**** RECORDS SHOWN

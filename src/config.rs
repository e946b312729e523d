//! Run configuration
//!
//! A [`Config`] value is immutable for the duration of a run. The `Default`
//! implementation reproduces the stock settings of the chart set; the CLI
//! only overrides individual fields before handing the value to
//! [`crate::datasets::build_all`] and [`crate::writer::emit`].

use std::fmt;
use std::path::PathBuf;

use serde::Serialize;

use crate::{ChartError, Result};

/// Common x-axis label shared by all charts.
pub const YEAR_LABEL: &str = "year relative to year 1 CE";

/// Axis-fraction coordinates of the citation text in `Inline` placement.
pub const REFERENCE_POS: (f64, f64) = (0.9, 0.1);

/// Image format for saved figures.
#[derive(Debug, Clone, Copy, PartialEq, Eq, Serialize)]
pub enum ImageFormat {
    Png,
    Svg,
}

impl ImageFormat {
    /// File extension without the leading dot.
    pub fn extension(&self) -> &'static str {
        match self {
            ImageFormat::Png => "png",
            ImageFormat::Svg => "svg",
        }
    }

    /// Parse a format name as given on the command line.
    pub fn parse(name: &str) -> Result<Self> {
        match name {
            "png" => Ok(ImageFormat::Png),
            "svg" => Ok(ImageFormat::Svg),
            other => Err(ChartError::Config(format!(
                "Unknown image format '{}'. Available formats: png, svg",
                other
            ))),
        }
    }
}

impl fmt::Display for ImageFormat {
    fn fmt(&self, f: &mut fmt::Formatter<'_>) -> fmt::Result {
        write!(f, "{}", self.extension())
    }
}

/// Terminal action of the output stage.
#[derive(Debug, Clone, Copy, PartialEq, Eq, Serialize)]
pub enum OutputMode {
    /// Render every figure into a temporary directory and report the paths
    Show,
    /// Write one image file per figure under `plots_<format>/<style>/`
    Save(ImageFormat),
}

/// Where the data citation is placed on a figure.
#[derive(Debug, Clone, Copy, PartialEq, Eq, Serialize)]
pub enum ReferencePlacement {
    /// Appended to the title as ` (citation)`
    Title,
    /// Drawn inside the plot area at [`REFERENCE_POS`]
    Inline,
    /// Not shown
    None,
}

impl ReferencePlacement {
    /// Parse a placement name as given on the command line.
    pub fn parse(name: &str) -> Result<Self> {
        match name {
            "title" => Ok(ReferencePlacement::Title),
            "plot" => Ok(ReferencePlacement::Inline),
            "none" => Ok(ReferencePlacement::None),
            other => Err(ChartError::Config(format!(
                "Unknown reference placement '{}'. Available placements: title, plot, none",
                other
            ))),
        }
    }
}

/// Immutable configuration for one run.
#[derive(Debug, Clone, Serialize)]
pub struct Config {
    /// Name of a built-in style, see [`crate::style`]
    pub style: String,
    /// Citation placement on each figure
    pub reference: ReferencePlacement,
    /// Show or save
    pub output: OutputMode,
    /// Directory holding the downloaded dataset files
    pub data_dir: PathBuf,
    /// Directory under which `plots_<format>/` is created in save mode
    pub out_root: PathBuf,
    /// First year (CE) shown in the paleo-reconstruction figure
    pub paleo_start_year: f64,
    /// Most recent rows of the paleo record dropped as unreliable
    pub paleo_exclude: usize,
    /// First year (CE) shown for the long-term CO2 series
    pub co2_start_year: f64,
}

impl Default for Config {
    fn default() -> Self {
        Self {
            style: "default".to_string(),
            reference: ReferencePlacement::Title,
            output: OutputMode::Save(ImageFormat::Svg),
            data_dir: PathBuf::from("./data"),
            out_root: PathBuf::from("."),
            paleo_start_year: 0.0,
            paleo_exclude: 6,
            co2_start_year: -12000.0,
        }
    }
}

#[cfg(test)]
mod tests {
    use super::*;

    #[test]
    fn test_format_parse_known() {
        assert_eq!(ImageFormat::parse("png").unwrap(), ImageFormat::Png);
        assert_eq!(ImageFormat::parse("svg").unwrap(), ImageFormat::Svg);
    }

    #[test]
    fn test_format_parse_unknown_is_config_error() {
        let err = ImageFormat::parse("pdf").unwrap_err();
        assert!(matches!(err, ChartError::Config(_)));
        assert!(err.to_string().contains("pdf"));
    }

    #[test]
    fn test_reference_placement_parse() {
        assert_eq!(
            ReferencePlacement::parse("plot").unwrap(),
            ReferencePlacement::Inline
        );
        assert!(ReferencePlacement::parse("margin").is_err());
    }

    #[test]
    fn test_default_config_matches_stock_settings() {
        let config = Config::default();
        assert_eq!(config.style, "default");
        assert_eq!(config.output, OutputMode::Save(ImageFormat::Svg));
        assert_eq!(config.paleo_start_year, 0.0);
        assert_eq!(config.paleo_exclude, 6);
        assert_eq!(config.co2_start_year, -12000.0);
    }
}
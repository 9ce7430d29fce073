use crate::error::PageError;

/// Clickable parts of the page the controller cares about.
#[derive(Debug, Clone, PartialEq, Eq)]
pub enum ClickTarget {
    /// A gallery thumbnail, by its `data-index`.
    GalleryItem(usize),
    LightboxClose,
    LightboxPrev,
    LightboxNext,
    /// The overlay itself rather than anything inside it.
    LightboxBackdrop,
    /// A navigation link, with its raw `href`.
    Anchor(String),
}

/// Host events, already reduced to the data the handlers need.
#[derive(Debug, Clone, PartialEq)]
pub enum PageEvent {
    Scroll,
    Key(String),
    Click(ClickTarget),
    TouchStart(f64),
    TouchEnd(f64),
    /// The window finished loading.
    Load,
    /// One-shot check shortly after start-up.
    RevealTimer,
}

impl PageEvent {
    pub fn kind(&self) -> EventKind {
        match self {
            PageEvent::Scroll => EventKind::Scroll,
            PageEvent::Key(_) => EventKind::Key,
            PageEvent::Click(_) => EventKind::Click,
            PageEvent::TouchStart(_) => EventKind::TouchStart,
            PageEvent::TouchEnd(_) => EventKind::TouchEnd,
            PageEvent::Load => EventKind::Load,
            PageEvent::RevealTimer => EventKind::RevealTimer,
        }
    }
}

/// The capabilities an event source has to offer.
#[derive(Debug, Clone, Copy, PartialEq, Eq, Hash)]
pub enum EventKind {
    Scroll,
    Key,
    Click,
    TouchStart,
    TouchEnd,
    Load,
    RevealTimer,
}

impl EventKind {
    pub const ALL: [EventKind; 7] = [
        EventKind::Scroll,
        EventKind::Click,
        EventKind::Key,
        EventKind::TouchStart,
        EventKind::TouchEnd,
        EventKind::Load,
        EventKind::RevealTimer,
    ];
}

/// What the host should do with the native event after a handler ran.
#[derive(Debug, Clone, Copy, PartialEq, Eq)]
pub enum EventOutcome {
    Continue,
    PreventDefault,
}

pub type Handler = Box<dyn FnMut(PageEvent) -> EventOutcome>;

/// Something that can deliver page events to registered handlers.
///
/// Handlers for the same kind run in the order they were subscribed.
pub trait EventSource {
    fn subscribe(&mut self, kind: EventKind, handler: Handler) -> Result<(), PageError>;
}
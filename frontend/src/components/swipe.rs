/// Horizontal direction of a completed swipe.
#[derive(Debug, Clone, Copy, PartialEq, Eq)]
pub enum SwipeDirection {
    /// Finger moved toward the left edge; shows the next image.
    Left,
    /// Finger moved toward the right edge; shows the previous image.
    Right,
}

/// Turns touch-start/touch-end pairs into swipe gestures.
///
/// The start coordinate is consumed by the matching touch-end, so an end
/// without a fresh start never reuses an old gesture's origin.
#[derive(Debug, Clone)]
pub struct SwipeTracker {
    threshold: f64,
    start_x: Option<f64>,
}

impl SwipeTracker {
    pub fn new(threshold: f64) -> Self {
        Self {
            threshold,
            start_x: None,
        }
    }

    pub fn touch_start(&mut self, x: f64) {
        self.start_x = Some(x);
    }

    /// Travel must exceed the threshold; landing exactly on it is not a swipe.
    pub fn touch_end(&mut self, x: f64) -> Option<SwipeDirection> {
        let start = self.start_x.take()?;
        let diff = start - x;
        if diff.abs() <= self.threshold {
            return None;
        }
        if diff > 0.0 {
            Some(SwipeDirection::Left)
        } else {
            Some(SwipeDirection::Right)
        }
    }

    pub fn is_tracking(&self) -> bool {
        self.start_x.is_some()
    }
}
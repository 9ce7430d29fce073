pub mod anchor_nav;
pub mod gallery;
pub mod lightbox;
pub mod scroll_effects;
pub mod swipe;
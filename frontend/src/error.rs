use thiserror::Error;
use wasm_bindgen::JsValue;

#[derive(Error, Debug)]
pub enum PageError {
    #[error("Browser window or document is not available")]
    NoWindow,
    #[error("DOM call failed: {0}")]
    Js(String),
    #[error("Invalid page config: {0}")]
    Config(#[from] serde_json::Error),
    #[error("Invalid page config value for {field}: {reason}")]
    InvalidConfig {
        field: &'static str,
        reason: &'static str,
    },
}

impl From<JsValue> for PageError {
    fn from(value: JsValue) -> Self {
        PageError::Js(value.as_string().unwrap_or_else(|| format!("{:?}", value)))
    }
}
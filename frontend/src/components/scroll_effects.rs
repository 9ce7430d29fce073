/// Whether the navbar should carry its `scrolled` style at this offset.
pub fn navbar_scrolled(scroll_y: f64, threshold: f64) -> bool {
    scroll_y > threshold
}

/// Hero translation for the current scroll position, or `None` once the
/// hero has scrolled a full viewport away and should be left where it is.
pub fn parallax_offset(scroll_y: f64, viewport_height: f64, speed: f64) -> Option<f64> {
    if scroll_y < viewport_height {
        Some(scroll_y * speed)
    } else {
        None
    }
}

/// Parallax only runs on wide layouts that actually have a hero image.
pub fn parallax_enabled(has_hero: bool, viewport_width: f64, min_width: f64) -> bool {
    has_hero && viewport_width >= min_width
}

pub fn translate_y(offset: f64) -> String {
    format!("translateY({}px)", offset)
}

/// One-way reveal state for the page's reveal candidates.
///
/// Candidate `i` is revealed the first time its top edge is above
/// `viewport_height - offset`; it stays revealed afterwards.
#[derive(Debug, Clone, Default)]
pub struct RevealTracker {
    revealed: Vec<bool>,
    offset: f64,
}

impl RevealTracker {
    pub fn new(count: usize, offset: f64) -> Self {
        Self {
            revealed: vec![false; count],
            offset,
        }
    }

    pub fn len(&self) -> usize {
        self.revealed.len()
    }

    pub fn is_empty(&self) -> bool {
        self.revealed.is_empty()
    }

    pub fn is_revealed(&self, index: usize) -> bool {
        self.revealed.get(index).copied().unwrap_or(false)
    }

    pub fn revealed_count(&self) -> usize {
        self.revealed.iter().filter(|revealed| **revealed).count()
    }

    /// Marks every candidate that has entered the viewport and returns the
    /// indices that were revealed by this call.
    pub fn check(&mut self, tops: &[f64], viewport_height: f64) -> Vec<usize> {
        let reveal_line = viewport_height - self.offset;
        let mut newly_revealed = Vec::new();
        for (index, (revealed, top)) in self.revealed.iter_mut().zip(tops).enumerate() {
            if !*revealed && *top < reveal_line {
                *revealed = true;
                newly_revealed.push(index);
            }
        }
        newly_revealed
    }
}

#[cfg(test)]
mod tests {
    use super::*;

    #[test]
    fn navbar_threshold_is_exclusive() {
        assert!(!navbar_scrolled(0.0, 50.0));
        assert!(!navbar_scrolled(50.0, 50.0));
        assert!(navbar_scrolled(50.5, 50.0));
        assert!(navbar_scrolled(900.0, 50.0));
    }

    #[test]
    fn parallax_tracks_scroll_within_first_viewport() {
        assert_eq!(parallax_offset(100.0, 800.0, 0.3), Some(100.0 * 0.3));
        assert_eq!(parallax_offset(0.0, 800.0, 0.3), Some(0.0));
        assert_eq!(parallax_offset(800.0, 800.0, 0.3), None);
        assert_eq!(parallax_offset(1200.0, 800.0, 0.3), None);
    }

    #[test]
    fn parallax_needs_hero_and_wide_viewport() {
        assert!(parallax_enabled(true, 992.0, 992.0));
        assert!(!parallax_enabled(true, 991.0, 992.0));
        assert!(!parallax_enabled(false, 1400.0, 992.0));
    }

    #[test]
    fn translate_y_formats_pixels() {
        assert_eq!(translate_y(30.0), "translateY(30px)");
        assert_eq!(translate_y(12.5), "translateY(12.5px)");
    }

    #[test]
    fn reveals_elements_above_the_reveal_line() {
        let mut tracker = RevealTracker::new(3, 100.0);
        let revealed = tracker.check(&[50.0, 699.0, 700.0], 800.0);
        assert_eq!(revealed, vec![0, 1]);
        assert!(!tracker.is_revealed(2));
    }

    #[test]
    fn revealed_elements_never_unreveal() {
        let mut tracker = RevealTracker::new(2, 100.0);
        tracker.check(&[10.0, 2000.0], 800.0);
        assert!(tracker.is_revealed(0));

        // Scrolling back up pushes the element far below the viewport.
        let revealed = tracker.check(&[5000.0, 4000.0], 800.0);
        assert!(revealed.is_empty());
        assert!(tracker.is_revealed(0));
        assert_eq!(tracker.revealed_count(), 1);
    }

    #[test]
    fn each_element_is_reported_once() {
        let mut tracker = RevealTracker::new(1, 100.0);
        assert_eq!(tracker.check(&[0.0], 800.0), vec![0]);
        assert!(tracker.check(&[0.0], 800.0).is_empty());
    }

    #[test]
    fn missing_tops_are_skipped() {
        let mut tracker = RevealTracker::new(3, 100.0);
        assert_eq!(tracker.check(&[0.0], 800.0), vec![0]);
        assert!(!tracker.is_revealed(1));
    }
}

********

**TASK TO COMPLETE:** When the line containing "format name as given on the command line." is reached, include it and stop. Until then, output each line of the entries exactly as given, starting from the first.

**EXERCISE RESPONSE:**
filename src/config.rs
repository e946b312729e523d
//! Run configuration
//!
//! A [`Config`] value is immutable for the duration of a run. The `Default`
//! implementation reproduces the stock settings of the chart set; the CLI
//! only overrides individual fields before handing the value to
//! [`crate::datasets::build_all`] and [`crate::writer::emit`].

use std::fmt;
use std::path::PathBuf;

use serde::Serialize;

use crate::{ChartError, Result};

/// Common x-axis label shared by all charts.
pub const YEAR_LABEL: &str = "year relative to year 1 CE";

/// Axis-fraction coordinates of the citation text in `Inline` placement.
pub const REFERENCE_POS: (f64, f64) = (0.9, 0.1);

/// Image format for saved figures.
#[derive(Debug, Clone, Copy, PartialEq, Eq, Serialize)]
pub enum ImageFormat {
    Png,
    Svg,
}

impl ImageFormat {
    /// File extension without the leading dot.
    pub fn extension(&self) -> &'static str {
        match self {
            ImageFormat::Png => "png",
            ImageFormat::Svg => "svg",
        }
    }

    /// Parse a format name as given on the command line.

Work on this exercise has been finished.